§ Problem to solve
Produce a verbatim transcription of the records below, beginning at the line containing "fn parse(stream: &mut" and ending at the final line; include only those lines.

(Data for the task Opens)

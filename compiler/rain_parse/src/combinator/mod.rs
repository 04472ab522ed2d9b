//! Generic grammar building blocks.
//!
//! A grammar rule is a type implementing [`Rule`]; a successfully parsed
//! node is a value of that same type. Combinators are generic types over
//! other rules:
//!
//! | Combinator         | Matches                                   | Node holds            |
//! |--------------------|-------------------------------------------|-----------------------|
//! | `Terminal<K>`      | one token of kind `K`                     | the token's index     |
//! | `Discard<K>`       | one token of kind `K`                     | nothing               |
//! | `Repetition<R>`    | zero or more `R`                          | `Vec<R>`              |
//! | `Sequence<(A, ..)>`| every member in order (1..=6 members)     | `(A, ..)`             |
//! | `Choice<(A, ..)>`  | the first alternative that parses (1..=8) | `AltN<A, ..>` + index |
//!
//! A failed parse never moves the stream, and a failed sequence drops the
//! members it had already built.

mod choice;
mod repetition;
mod sequence;
mod terminal;

pub use choice::{Alt1, Alt2, Alt3, Alt4, Alt5, Alt6, Alt7, Alt8, Alternatives, Choice};
pub use repetition::Repetition;
pub use sequence::{MemberFailure, RuleList, Sequence};
pub use terminal::{Discard, Terminal};

use rain_lexer::TokenStream;

use crate::{ExpectedKinds, ParseOutcome};

/// A grammar rule whose parsed node is `Self`.
pub trait Rule: Sized {
    /// Cheap check of whether this rule could start at the cursor. Never
    /// consumes. For sequences only the first member is consulted, so a
    /// `true` here does not promise that [`Rule::parse`] succeeds.
    fn lookahead(stream: &mut TokenStream<'_>) -> bool;

    /// Kinds that can start this rule, for failure reports.
    fn first() -> ExpectedKinds;

    /// Parse at the cursor. On failure the cursor is left where it was.
    fn parse(stream: &mut TokenStream<'_>) -> ParseOutcome<Self>;
}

(Data for the task Closes)

§ Solution to this task
    fn parse(stream: &mut TokenStream<'_>) -> ParseOutcome<Self>;
}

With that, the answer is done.